> _Problem details_:
Every line of the material below should be repeated exactly.

> _Supplied entries_:
//! Progress events emitted while a task runs.
//!
//! Events are plain values: once published they are immutable and any
//! number of observers may hold copies. Each serialises to one JSON record
//! with a `type` discriminator, which is all the transport layer needs to
//! frame them (one WebSocket message, or one NDJSON line).
//!
//! ```json
//! {"type":"page_completed","task_id":"…","page_number":2,"markup":"…",
//!  "current_page":2,"total_pages":3,"percentage":66.7,"timestamp":"…"}
//! ```

use crate::output::ResultStatus;
use crate::task::TaskId;
use chrono::{DateTime, Utc};
use serde::{Deserialize, Serialize};

/// Longest markup excerpt carried by a `Progress` event.
pub const SNIPPET_CHARS: usize = 500;

/// One progress record for a task.
#[derive(Debug, Clone, PartialEq, Serialize, Deserialize)]
#[serde(tag = "type", rename_all = "snake_case")]
pub enum ProgressEvent {
    /// Sent to each new subscriber before anything else.
    #[serde(rename = "connection")]
    Connected {
        task_id: TaskId,
        timestamp: DateTime<Utc>,
    },
    Progress {
        task_id: TaskId,
        message: String,
        #[serde(default, skip_serializing_if = "Option::is_none")]
        current_page: Option<usize>,
        #[serde(default, skip_serializing_if = "Option::is_none")]
        total_pages: Option<usize>,
        #[serde(default, skip_serializing_if = "Option::is_none")]
        percentage: Option<f32>,
        #[serde(default, skip_serializing_if = "Option::is_none")]
        markup_snippet: Option<String>,
        timestamp: DateTime<Utc>,
    },
    PageCompleted {
        task_id: TaskId,
        page_number: usize,
        markup: String,
        current_page: usize,
        total_pages: usize,
        percentage: f32,
        timestamp: DateTime<Utc>,
    },
    #[serde(rename = "task_completed")]
    Completed {
        task_id: TaskId,
        status: ResultStatus,
        #[serde(default, skip_serializing_if = "Option::is_none")]
        combined_document: Option<String>,
        total_pages: usize,
        duration_secs: f64,
        errors: Vec<String>,
        timestamp: DateTime<Utc>,
    },
    Error {
        task_id: TaskId,
        message: String,
        #[serde(default, skip_serializing_if = "Option::is_none")]
        code: Option<String>,
        timestamp: DateTime<Utc>,
    },
}

impl ProgressEvent {
    pub fn connected(task_id: TaskId) -> Self {
        Self::Connected {
            task_id,
            timestamp: Utc::now(),
        }
    }

    /// A free-form status line, with no page counters.
    pub fn message(task_id: TaskId, message: impl Into<String>) -> Self {
        Self::Progress {
            task_id,
            message: message.into(),
            current_page: None,
            total_pages: None,
            percentage: None,
            markup_snippet: None,
            timestamp: Utc::now(),
        }
    }

    /// A status line tied to page `current` of `total`.
    pub fn page_progress(
        task_id: TaskId,
        message: impl Into<String>,
        current: usize,
        total: usize,
        done: usize,
        markup: Option<&str>,
    ) -> Self {
        Self::Progress {
            task_id,
            message: message.into(),
            current_page: Some(current),
            total_pages: Some(total),
            percentage: Some(percentage(done, total)),
            markup_snippet: markup.map(snippet),
            timestamp: Utc::now(),
        }
    }

    pub fn page_completed(
        task_id: TaskId,
        page_number: usize,
        markup: impl Into<String>,
        done: usize,
        total: usize,
    ) -> Self {
        Self::PageCompleted {
            task_id,
            page_number,
            markup: markup.into(),
            current_page: done,
            total_pages: total,
            percentage: percentage(done, total),
            timestamp: Utc::now(),
        }
    }

    pub fn completed(
        task_id: TaskId,
        status: ResultStatus,
        combined_document: Option<String>,
        total_pages: usize,
        duration_secs: f64,
        errors: Vec<String>,
    ) -> Self {
        Self::Completed {
            task_id,
            status,
            combined_document,
            total_pages,
            duration_secs,
            errors,
            timestamp: Utc::now(),
        }
    }

    pub fn error(task_id: TaskId, message: impl Into<String>, code: Option<&str>) -> Self {
        Self::Error {
            task_id,
            message: message.into(),
            code: code.map(str::to_string),
            timestamp: Utc::now(),
        }
    }

    pub fn task_id(&self) -> TaskId {
        match self {
            Self::Connected { task_id, .. }
            | Self::Progress { task_id, .. }
            | Self::PageCompleted { task_id, .. }
            | Self::Completed { task_id, .. }
            | Self::Error { task_id, .. } => *task_id,
        }
    }

    pub fn timestamp(&self) -> DateTime<Utc> {
        match self {
            Self::Connected { timestamp, .. }
            | Self::Progress { timestamp, .. }
            | Self::PageCompleted { timestamp, .. }
            | Self::Completed { timestamp, .. }
            | Self::Error { timestamp, .. } => *timestamp,
        }
    }

    pub(crate) fn set_timestamp(&mut self, ts: DateTime<Utc>) {
        match self {
            Self::Connected { timestamp, .. }
            | Self::Progress { timestamp, .. }
            | Self::PageCompleted { timestamp, .. }
            | Self::Completed { timestamp, .. }
            | Self::Error { timestamp, .. } => *timestamp = ts,
        }
    }

    /// `Completed` and `Error` end a task's stream.
    pub fn is_terminal(&self) -> bool {
        matches!(self, Self::Completed { .. } | Self::Error { .. })
    }

    /// Wire name of the variant.
    pub fn kind(&self) -> &'static str {
        match self {
            Self::Connected { .. } => "connection",
            Self::Progress { .. } => "progress",
            Self::PageCompleted { .. } => "page_completed",
            Self::Completed { .. } => "task_completed",
            Self::Error { .. } => "error",
        }
    }
}

/// `done` of `total` as a percentage. Reaches 100 only when `done == total`.
pub fn percentage(done: usize, total: usize) -> f32 {
    if total == 0 {
        return 100.0;
    }
    (done.min(total) as f32 * 100.0) / total as f32
}

fn snippet(markup: &str) -> String {
    match markup.char_indices().nth(SNIPPET_CHARS) {
        Some((idx, _)) => format!("{}…", &markup[..idx]),
        None => markup.to_string(),
    }
}

#[cfg(test)]
mod tests {
    use super::*;

    #[test]
    fn serialises_with_type_discriminator() {
        let id = TaskId::new();
        let ev = ProgressEvent::page_completed(id, 2, "<p>x</p>", 2, 3);
        let json = serde_json::to_value(&ev).unwrap();
        assert_eq!(json["type"], "page_completed");
        assert_eq!(json["page_number"], 2);
        assert_eq!(json["total_pages"], 3);

        let json = serde_json::to_value(ProgressEvent::connected(id)).unwrap();
        assert_eq!(json["type"], "connection");
        assert_eq!(json["task_id"], id.to_string());
    }

    #[test]
    fn optional_fields_are_omitted() {
        let ev = ProgressEvent::message(TaskId::new(), "Extracting pages");
        let json = serde_json::to_string(&ev).unwrap();
        assert!(!json.contains("current_page"));
        assert!(!json.contains("markup_snippet"));
        let back: ProgressEvent = serde_json::from_str(&json).unwrap();
        assert_eq!(back, ev);
    }

    #[test]
    fn percentage_hits_100_only_at_last_page() {
        assert_eq!(percentage(0, 3), 0.0);
        assert!(percentage(2, 3) < 100.0);
        assert_eq!(percentage(3, 3), 100.0);
        assert_eq!(percentage(5, 3), 100.0);
    }

    #[test]
    fn snippet_is_char_bounded() {
        let long = "é".repeat(SNIPPET_CHARS + 10);
        let ev = ProgressEvent::page_progress(TaskId::new(), "m", 1, 1, 0, Some(&long));
        let ProgressEvent::Progress { markup_snippet, .. } = ev else {
            panic!("expected progress");
        };
        let s = markup_snippet.unwrap();
        assert_eq!(s.chars().count(), SNIPPET_CHARS + 1);
        assert!(s.ends_with('…'));
    }

    #[test]
    fn terminal_kinds() {
        let id = TaskId::new();
        assert!(ProgressEvent::error(id, "boom", Some("extraction_failed")).is_terminal());
        assert!(!ProgressEvent::message(id, "hi").is_terminal());
        assert_eq!(
            ProgressEvent::completed(id, ResultStatus::Success, None, 1, 0.5, vec![]).kind(),
            "task_completed"
        );
    }
}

> _Answer to the problem_:
//! Progress events emitted while a task runs.
//!
//! Events are plain values: once published they are immutable and any
//! number of observers may hold copies. Each serialises to one JSON record
//! with a `type` discriminator, which is all the transport layer needs to
//! frame them (one WebSocket message, or one NDJSON line).
//!
//! ```json
//! {"type":"page_completed","task_id":"…","page_number":2,"markup":"…",
//!  "current_page":2,"total_pages":3,"percentage":66.7,"timestamp":"…"}
//! ```

use crate::output::ResultStatus;
use crate::task::TaskId;
use chrono::{DateTime, Utc};
use serde::{Deserialize, Serialize};

/// Longest markup excerpt carried by a `Progress` event.
pub const SNIPPET_CHARS: usize = 500;

/// One progress record for a task.
#[derive(Debug, Clone, PartialEq, Serialize, Deserialize)]
#[serde(tag = "type", rename_all = "snake_case")]
pub enum ProgressEvent {
    /// Sent to each new subscriber before anything else.
    #[serde(rename = "connection")]
    Connected {
        task_id: TaskId,
        timestamp: DateTime<Utc>,
    },
    Progress {
        task_id: TaskId,
        message: String,
        #[serde(default, skip_serializing_if = "Option::is_none")]
        current_page: Option<usize>,
        #[serde(default, skip_serializing_if = "Option::is_none")]
        total_pages: Option<usize>,
        #[serde(default, skip_serializing_if = "Option::is_none")]
        percentage: Option<f32>,
        #[serde(default, skip_serializing_if = "Option::is_none")]
        markup_snippet: Option<String>,
        timestamp: DateTime<Utc>,
    },
    PageCompleted {
        task_id: TaskId,
        page_number: usize,
        markup: String,
        current_page: usize,
        total_pages: usize,
        percentage: f32,
        timestamp: DateTime<Utc>,
    },
    #[serde(rename = "task_completed")]
    Completed {
        task_id: TaskId,
        status: ResultStatus,
        #[serde(default, skip_serializing_if = "Option::is_none")]
        combined_document: Option<String>,
        total_pages: usize,
        duration_secs: f64,
        errors: Vec<String>,
        timestamp: DateTime<Utc>,
    },
    Error {
        task_id: TaskId,
        message: String,
        #[serde(default, skip_serializing_if = "Option::is_none")]
        code: Option<String>,
        timestamp: DateTime<Utc>,
    },
}

impl ProgressEvent {
    pub fn connected(task_id: TaskId) -> Self {
        Self::Connected {
            task_id,
            timestamp: Utc::now(),
        }
    }

    /// A free-form status line, with no page counters.
    pub fn message(task_id: TaskId, message: impl Into<String>) -> Self {
        Self::Progress {
            task_id,
            message: message.into(),
            current_page: None,
            total_pages: None,
            percentage: None,
            markup_snippet: None,
            timestamp: Utc::now(),
        }
    }

    /// A status line tied to page `current` of `total`.
    pub fn page_progress(
        task_id: TaskId,
        message: impl Into<String>,
        current: usize,
        total: usize,
        done: usize,
        markup: Option<&str>,
    ) -> Self {
        Self::Progress {
            task_id,
            message: message.into(),
            current_page: Some(current),
            total_pages: Some(total),
            percentage: Some(percentage(done, total)),
            markup_snippet: markup.map(snippet),
            timestamp: Utc::now(),
        }
    }

    pub fn page_completed(
        task_id: TaskId,
        page_number: usize,
        markup: impl Into<String>,
        done: usize,
        total: usize,
    ) -> Self {
        Self::PageCompleted {
            task_id,
            page_number,
            markup: markup.into(),
            current_page: done,
            total_pages: total,
            percentage: percentage(done, total),
            timestamp: Utc::now(),
        }
    }

    pub fn completed(
        task_id: TaskId,
        status: ResultStatus,
        combined_document: Option<String>,
        total_pages: usize,
        duration_secs: f64,
        errors: Vec<String>,
    ) -> Self {
        Self::Completed {
            task_id,
            status,
            combined_document,
            total_pages,
            duration_secs,
            errors,
            timestamp: Utc::now(),
        }
    }

    pub fn error(task_id: TaskId, message: impl Into<String>, code: Option<&str>) -> Self {
        Self::Error {
            task_id,
            message: message.into(),
            code: code.map(str::to_string),
            timestamp: Utc::now(),
        }
    }

    pub fn task_id(&self) -> TaskId {
        match self {
            Self::Connected { task_id, .. }
            | Self::Progress { task_id, .. }
            | Self::PageCompleted { task_id, .. }
            | Self::Completed { task_id, .. }
            | Self::Error { task_id, .. } => *task_id,
        }
    }

    pub fn timestamp(&self) -> DateTime<Utc> {
        match self {
            Self::Connected { timestamp, .. }
            | Self::Progress { timestamp, .. }
            | Self::PageCompleted { timestamp, .. }
            | Self::Completed { timestamp, .. }
            | Self::Error { timestamp, .. } => *timestamp,
        }
    }

    pub(crate) fn set_timestamp(&mut self, ts: DateTime<Utc>) {
        match self {
            Self::Connected { timestamp, .. }
            | Self::Progress { timestamp, .. }
            | Self::PageCompleted { timestamp, .. }
            | Self::Completed { timestamp, .. }
            | Self::Error { timestamp, .. } => *timestamp = ts,
        }
    }

    /// `Completed` and `Error` end a task's stream.
    pub fn is_terminal(&self) -> bool {
        matches!(self, Self::Completed { .. } | Self::Error { .. })
    }

    /// Wire name of the variant.
    pub fn kind(&self) -> &'static str {
        match self {
            Self::Connected { .. } => "connection",
            Self::Progress { .. } => "progress",
            Self::PageCompleted { .. } => "page_completed",
            Self::Completed { .. } => "task_completed",
            Self::Error { .. } => "error",
        }
    }
}

/// `done` of `total` as a percentage. Reaches 100 only when `done == total`.
pub fn percentage(done: usize, total: usize) -> f32 {
    if total == 0 {
        return 100.0;
    }
    (done.min(total) as f32 * 100.0) / total as f32
}

fn snippet(markup: &str) -> String {
    match markup.char_indices().nth(SNIPPET_CHARS) {
        Some((idx, _)) => format!("{}…", &markup[..idx]),
        None => markup.to_string(),
    }
}

#[cfg(test)]
mod tests {
    use super::*;

    #[test]
    fn serialises_with_type_discriminator() {
        let id = TaskId::new();
        let ev = ProgressEvent::page_completed(id, 2, "<p>x</p>", 2, 3);
        let json = serde_json::to_value(&ev).unwrap();
        assert_eq!(json["type"], "page_completed");
        assert_eq!(json["page_number"], 2);
        assert_eq!(json["total_pages"], 3);

        let json = serde_json::to_value(ProgressEvent::connected(id)).unwrap();
        assert_eq!(json["type"], "connection");
        assert_eq!(json["task_id"], id.to_string());
    }

    #[test]
    fn optional_fields_are_omitted() {
        let ev = ProgressEvent::message(TaskId::new(), "Extracting pages");
        let json = serde_json::to_string(&ev).unwrap();
        assert!(!json.contains("current_page"));
        assert!(!json.contains("markup_snippet"));
        let back: ProgressEvent = serde_json::from_str(&json).unwrap();
        assert_eq!(back, ev);
    }

    #[test]
    fn percentage_hits_100_only_at_last_page() {
        assert_eq!(percentage(0, 3), 0.0);
        assert!(percentage(2, 3) < 100.0);
        assert_eq!(percentage(3, 3), 100.0);
        assert_eq!(percentage(5, 3), 100.0);
    }

    #[test]
    fn snippet_is_char_bounded() {
        let long = "é".repeat(SNIPPET_CHARS + 10);
        let ev = ProgressEvent::page_progress(TaskId::new(), "m", 1, 1, 0, Some(&long));
        let ProgressEvent::Progress { markup_snippet, .. } = ev else {
            panic!("expected progress");
        };
        let s = markup_snippet.unwrap();
        assert_eq!(s.chars().count(), SNIPPET_CHARS + 1);
        assert!(s.ends_with('…'));
    }

    #[test]
    fn terminal_kinds() {
        let id = TaskId::new();
        assert!(ProgressEvent::error(id, "boom", Some("extraction_failed")).is_terminal());
        assert!(!ProgressEvent::message(id, "hi").is_terminal());
        assert_eq!(
            ProgressEvent::completed(id, ResultStatus::Success, None, 1, 0.5, vec![]).kind(),
            "task_completed"
        );
    }
}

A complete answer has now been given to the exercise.